UK car insurance policies all include third-party cover for driving in Europe. If you want comprehensive cover or breakdown cover, you may need to upgrade your insurance policy or buy this cover separately.

How long does European car insurance cover last?

A UK car insurance policy will include third-party cover for driving in European Union (EU) countries for up to 30 days.

Some insurers offer longer periods. For example, Admiral car insurance policies come with 90-day European cover as standard, except the Essential policy.

If you want to add fully comprehensive cover for driving in Europe, the coverage period may differ, depending on the insurer. For example, with Aviva, some policies include Foreign Use as standard, while some of its other policies include it as an optional add-on. In either case, you’ll have a similar level of cover to what you have in the UK, valid for up to 90 days for one trip and up to 180 days during the year.

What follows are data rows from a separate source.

//! Visible-field resolution for record types.
//!
//! Fields are discovered breadth-first through embedded records. A field
//! shadows deeper fields of the same name; among fields of equal depth a
//! tagged one wins, and any other tie removes the name altogether.

use core::any::TypeId;
use std::sync::{OnceLock, PoisonError, RwLock};

use vc_reflect::Reflect;
use vc_reflect::info::{StructInfo, TypeInfo};
use vc_reflect::ops::{ReflectMut, ReflectRef, Struct};
use vc_utils::TypeIdMap;
use vc_utils::hash::HashMap;

use crate::walk;

// -----------------------------------------------------------------------------
// Field

/// A visible field of a record type.
#[derive(Debug)]
pub(crate) struct Field {
    name: &'static str,
    tagged: bool,
    path: Box<[usize]>,
    info: &'static TypeInfo,
}

impl Field {
    /// The effective name.
    #[inline]
    pub(crate) fn name(&self) -> &'static str {
        self.name
    }

    /// The declared type of the field.
    #[inline]
    pub(crate) fn info(&self) -> &'static TypeInfo {
        self.info
    }

    /// Reads the field out of `root`.
    ///
    /// Returns `None` if an embedded record on the way sits behind an empty
    /// pointer.
    pub(crate) fn follow<'a>(&self, root: &'a dyn Struct) -> Option<&'a dyn Reflect> {
        let (&last, embedded) = self.path.split_last()?;
        let mut record = root;
        for &index in embedded {
            let ReflectRef::Struct(inner) = walk::deref(record.field_at(index)?)?.reflect_ref()
            else {
                return None;
            };
            record = inner;
        }
        record.field_at(last)
    }

    /// Reaches the field inside `root` for writing, filling empty pointers to
    /// embedded records on the way.
    pub(crate) fn follow_mut<'a>(&self, root: &'a mut dyn Struct) -> Option<&'a mut dyn Reflect> {
        let (&last, embedded) = self.path.split_last()?;
        let mut record = root;
        for &index in embedded {
            let inner = walk::deref_or_fill(record.field_at_mut(index)?)?;
            let ReflectMut::Struct(inner) = inner.reflect_mut() else {
                return None;
            };
            record = inner;
        }
        record.field_at_mut(last)
    }
}

// -----------------------------------------------------------------------------
// FieldPlan

/// The visible fields of a record type, sorted by name.
#[derive(Debug)]
pub(crate) struct FieldPlan {
    fields: Box<[Field]>,
    by_name: HashMap<&'static str, usize>,
}

impl FieldPlan {
    #[inline]
    pub(crate) fn fields(&self) -> &[Field] {
        &self.fields
    }

    #[inline]
    pub(crate) fn len(&self) -> usize {
        self.fields.len()
    }

    /// The field with the exact effective name `name`.
    #[inline]
    pub(crate) fn get(&self, name: &str) -> Option<&Field> {
        self.by_name.get(name).map(|&index| &self.fields[index])
    }
}

static PLANS: RwLock<TypeIdMap<&'static OnceLock<FieldPlan>>> = RwLock::new(TypeIdMap::new());

/// Returns the cached plan of `info`, resolving it on first use.
///
/// Concurrent first callers for one type wait for a single resolution.
pub(crate) fn plan(info: &'static StructInfo) -> &'static FieldPlan {
    let type_id = info.ty().id();
    let cached = PLANS
        .read()
        .unwrap_or_else(PoisonError::into_inner)
        .get(&type_id)
        .copied();

    let cell = match cached {
        Some(cell) => cell,
        None => *PLANS
            .write()
            .unwrap_or_else(PoisonError::into_inner)
            .get_or_insert(type_id, || &*Box::leak(Box::new(OnceLock::new()))),
    };

    cell.get_or_init(|| resolve(info))
}

// -----------------------------------------------------------------------------
// Resolution

/// A field found during the scan, before shadowing is applied.
#[derive(Clone)]
struct Candidate {
    name: &'static str,
    tagged: bool,
    path: Vec<usize>,
    info: &'static TypeInfo,
}

/// An embedded record queued for the next depth.
struct Embedded {
    info: &'static StructInfo,
    path: Vec<usize>,
}

fn resolve(info: &'static StructInfo) -> FieldPlan {
    let mut candidates = scan(info);

    candidates.sort_by(|a, b| {
        a.name
            .cmp(b.name)
            .then(a.path.len().cmp(&b.path.len()))
            .then(b.tagged.cmp(&a.tagged))
            .then_with(|| a.path.cmp(&b.path))
    });

    let mut fields = Vec::with_capacity(candidates.len());
    for group in candidates.chunk_by(|a, b| a.name == b.name) {
        // Sorted by depth then tag, so the first entry dominates unless the
        // second one is just as shallow and just as tagged.
        let first = &group[0];
        if let Some(second) = group.get(1)
            && second.path.len() == first.path.len()
            && second.tagged == first.tagged
        {
            log::debug!(
                "dropping ambiguous field name `{}` of `{}`",
                first.name,
                info.ty().path(),
            );
            continue;
        }
        fields.push(Field {
            name: first.name,
            tagged: first.tagged,
            path: first.path.as_slice().into(),
            info: first.info,
        });
    }

    let by_name = fields
        .iter()
        .enumerate()
        .map(|(index, field)| (field.name, index))
        .collect();

    log::trace!(
        "resolved {} visible fields ({} tagged) for `{}`",
        fields.len(),
        fields.iter().filter(|field| field.tagged).count(),
        info.ty().path(),
    );

    FieldPlan {
        fields: fields.into_boxed_slice(),
        by_name,
    }
}

/// Collects every candidate field, breadth-first by embedding depth.
fn scan(root: &'static StructInfo) -> Vec<Candidate> {
    let mut candidates = Vec::new();
    let mut visited = Vec::<TypeId>::new();

    let mut next = vec![Embedded {
        info: root,
        path: Vec::new(),
    }];
    let mut next_count = TypeIdMap::<usize>::new();

    while !next.is_empty() {
        let current = core::mem::take(&mut next);
        let count = core::mem::take(&mut next_count);

        for embedded in current {
            let type_id = embedded.info.ty().id();
            if visited.contains(&type_id) {
                continue;
            }
            visited.push(type_id);

            for (index, field) in embedded.info.fields().iter().enumerate() {
                let target = field.type_info().deref_pointers();

                if field.is_embedded() {
                    if !field.is_public() && !target.is_struct() {
                        continue;
                    }
                } else if !field.is_public() {
                    continue;
                }

                let tag = field.tag().unwrap_or("");
                if tag == "-" {
                    continue;
                }
                let name = Some(parse_tag(tag)).filter(|name| is_valid_tag(name));

                let mut path = Vec::with_capacity(embedded.path.len() + 1);
                path.extend_from_slice(&embedded.path);
                path.push(index);

                match target {
                    TypeInfo::Struct(inner) if field.is_embedded() && name.is_none() => {
                        let seen = next_count.get_or_insert(inner.ty().id(), || 0);
                        *seen += 1;
                        if *seen == 1 {
                            next.push(Embedded { info: inner, path });
                        }
                    }
                    _ => {
                        candidates.push(Candidate {
                            name: name.unwrap_or(field.name()),
                            tagged: name.is_some(),
                            path,
                            info: field.type_info(),
                        });
                        // A record reached twice at this depth yields every
                        // field twice, so the tie-break removes them.
                        if count.get(&type_id).is_some_and(|&n| n > 1)
                            && let Some(last) = candidates.last().cloned()
                        {
                            candidates.push(last);
                        }
                    }
                }
            }
        }
    }

    candidates
}

/// The name part of a `name[,option...]` tag.
fn parse_tag(tag: &str) -> &str {
    tag.split_once(',').map_or(tag, |(name, _)| name)
}

/// Whether `name` can be used as a field name.
///
/// Letters, digits and most punctuation are allowed; backslash and quotes are
/// reserved.
fn is_valid_tag(name: &str) -> bool {
    !name.is_empty()
        && name
            .chars()
            .all(|c| c.is_alphanumeric() || "!#$%&()*+-./:;<=>?@[]^_{|}~ ".contains(c))
}

#[cfg(test)]
mod tests {
    use vc_reflect::Reflect;
    use vc_reflect::info::Typed;
    use vc_reflect::ops::{ReflectMut, ReflectRef};

    use super::{FieldPlan, is_valid_tag, parse_tag, plan};

    fn plan_of<T: Typed>() -> &'static FieldPlan {
        plan(T::type_info().as_struct().unwrap())
    }

    fn names(plan: &FieldPlan) -> Vec<&'static str> {
        plan.fields().iter().map(|field| field.name()).collect()
    }

    #[derive(Reflect, Default)]
    struct Base {
        pub id: u32,
        pub name: String,
    }

    #[derive(Reflect, Default)]
    struct Audit {
        pub name: String,
        pub at: u64,
    }

    #[derive(Reflect, Default)]
    struct Shadowed {
        #[reflect(embed)]
        pub base: Base,
        #[reflect(embed)]
        pub audit: Audit,
        pub id: u64,
    }

    #[test]
    fn shallow_wins_and_ties_drop() {
        let plan = plan_of::<Shadowed>();
        assert_eq!(names(plan), ["at", "id"]);
        assert_eq!(&*plan.get("id").unwrap().path, [2]);
        assert_eq!(&*plan.get("at").unwrap().path, [1, 1]);
        assert!(plan.get("name").is_none());
    }

    #[derive(Reflect, Default)]
    struct Renamed {
        #[reflect(rename = "key")]
        pub x: u8,
    }

    #[derive(Reflect, Default)]
    struct Plain {
        pub key: u8,
    }

    #[derive(Reflect, Default)]
    struct TagBreaksTie {
        #[reflect(embed)]
        pub plain: Plain,
        #[reflect(embed)]
        pub renamed: Renamed,
    }

    #[test]
    fn tagged_beats_untagged() {
        let plan = plan_of::<TagBreaksTie>();
        let key = plan.get("key").unwrap();
        assert!(key.tagged);
        assert_eq!(&*key.path, [1, 0]);
        assert_eq!(plan.len(), 1);
    }

    #[derive(Reflect, Default)]
    struct AlsoRenamed {
        #[reflect(tag = "key,omitempty")]
        pub y: u16,
    }

    #[derive(Reflect, Default)]
    struct TwoTags {
        #[reflect(embed)]
        pub renamed: Renamed,
        #[reflect(embed)]
        pub also: AlsoRenamed,
        pub z: u8,
    }

    #[test]
    fn two_tagged_at_one_depth_drop() {
        let plan = plan_of::<TwoTags>();
        assert!(plan.get("key").is_none());
        assert_eq!(names(plan), ["z"]);
    }

    #[derive(Reflect, Default)]
    struct ShallowPlain {
        #[reflect(embed)]
        pub renamed: Renamed,
        pub key: u8,
    }

    #[test]
    fn shallow_untagged_beats_deep_tagged() {
        let plan = plan_of::<ShallowPlain>();
        let key = plan.get("key").unwrap();
        assert!(!key.tagged);
        assert_eq!(&*key.path, [1]);
        assert_eq!(plan.len(), 1);
    }

    #[derive(Reflect, Default)]
    struct Hidden {
        pub inner_value: i8,
    }

    #[derive(Reflect, Default)]
    struct Tags {
        #[reflect(tag = "-")]
        pub excluded: u8,
        #[reflect(tag = ",omitempty")]
        pub plain: u8,
        #[reflect(tag = "bad\\name")]
        pub invalid: u8,
        #[reflect(tag = "with space,string")]
        pub spaced: u8,
        secret: u8,
        #[reflect(embed)]
        hidden: Hidden,
        #[reflect(embed, tag = "meta")]
        pub meta: Base,
        #[reflect(embed)]
        pub optional: Option<Box<Audit>>,
    }

    #[test]
    fn tag_rules() {
        let plan = plan_of::<Tags>();
        assert_eq!(
            names(plan),
            ["at", "inner_value", "invalid", "meta", "name", "plain", "with space"]
        );
        assert!(!plan.get("plain").unwrap().tagged);
        assert!(!plan.get("invalid").unwrap().tagged);
        assert!(plan.get("meta").unwrap().info().ty().is::<Base>());
        assert_eq!(&*plan.get("inner_value").unwrap().path, [5, 0]);
        assert_eq!(&*plan.get("at").unwrap().path, [7, 1]);
    }

    #[derive(Reflect, Default)]
    struct Leaf {
        pub v: u8,
    }

    #[derive(Reflect, Default)]
    struct Left {
        #[reflect(embed)]
        pub leaf: Leaf,
    }

    #[derive(Reflect, Default)]
    struct Right {
        #[reflect(embed)]
        pub leaf: Leaf,
    }

    #[derive(Reflect, Default)]
    struct Twice {
        #[reflect(embed)]
        pub left: Left,
        #[reflect(embed)]
        pub right: Right,
        pub w: u8,
    }

    #[test]
    fn same_record_twice_at_one_depth_is_dropped() {
        assert_eq!(names(plan_of::<Twice>()), ["w"]);
    }

    #[test]
    fn follow_through_embedded_pointer() {
        let plan = plan_of::<Tags>();
        let at = plan.get("at").unwrap();

        let mut value = Tags::default();
        let ReflectRef::Struct(data) = value.reflect_ref() else {
            panic!("expected a struct");
        };
        assert!(at.follow(data).is_none());

        let ReflectMut::Struct(data) = value.reflect_mut() else {
            panic!("expected a struct");
        };
        at.follow_mut(data).unwrap().try_apply(&7_u64).unwrap();
        assert_eq!(value.optional.as_ref().map(|audit| audit.at), Some(7));

        let ReflectRef::Struct(data) = value.reflect_ref() else {
            panic!("expected a struct");
        };
        let read = at.follow(data).and_then(|v| v.downcast_ref::<u64>());
        assert_eq!(read, Some(&7));
    }

    #[test]
    fn plans_are_cached() {
        assert!(core::ptr::eq(plan_of::<Base>(), plan_of::<Base>()));
    }

    #[test]
    fn tag_parsing() {
        assert_eq!(parse_tag("name,omitempty"), "name");
        assert_eq!(parse_tag("name"), "name");
        assert_eq!(parse_tag(",string"), "");
        assert!(is_valid_tag("a-b.c_d"));
        assert!(is_valid_tag("名前"));
        assert!(!is_valid_tag(""));
        assert!(!is_valid_tag("a\"b"));
        assert!(!is_valid_tag("a\\b"));
    }
}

Which countries does it cover?

European car insurance covers all the countries in the EU, plus a few more:

Countries in the EU Other countries also covered
Austria France Malta Andorra
Belgium Germany Netherlands Bosnia and Herzegovina
Bulgaria Greece Poland Iceland
Croatia Hungary Portugal Liechtenstein
Republic of Cyprus Ireland Romania Norway
Czech Republic Italy Slovakia Serbia
Denmark Latvia Slovenia Switzerland
Estonia Lithuania Spain
Finland Luxembourg Sweden

How much does European car insurance cost?

Third-party cover in Europe is provided as standard on UK car insurance policies – so going to Europe won’t cost you any extra. 

If you want to add fully comprehensive cover for driving in Europe, the cost will depend on the insurer. As an example, Aviva charges £28 a year for Foreign Use, which can be used for single trips up to 90 days each and up to six months in total each year.

Can I get temporary European car insurance?

You may want temporary car insurance if you are borrowing someone else’s car to take to Europe or sharing the driving with someone else.

However, most temporary car insurance policies only include third-party cover for Europe – if you want comprehensive cover, you’ll need to pay for extra cover. 

Make sure you have the European cover you need when you take out temporary car insurance.


Whichever type of car insurance you need, make sure you shop around for the best deal. You can find cheap car insurance by following this advice:

  • Reduce your mileage
  • Increase your vehicle’s security
  • Increase your voluntary excess
  • Pay your car insurance annually
  • Build a no-claims discount
  • Don’t modify your car

What is a green card and do I need one to drive in Europe?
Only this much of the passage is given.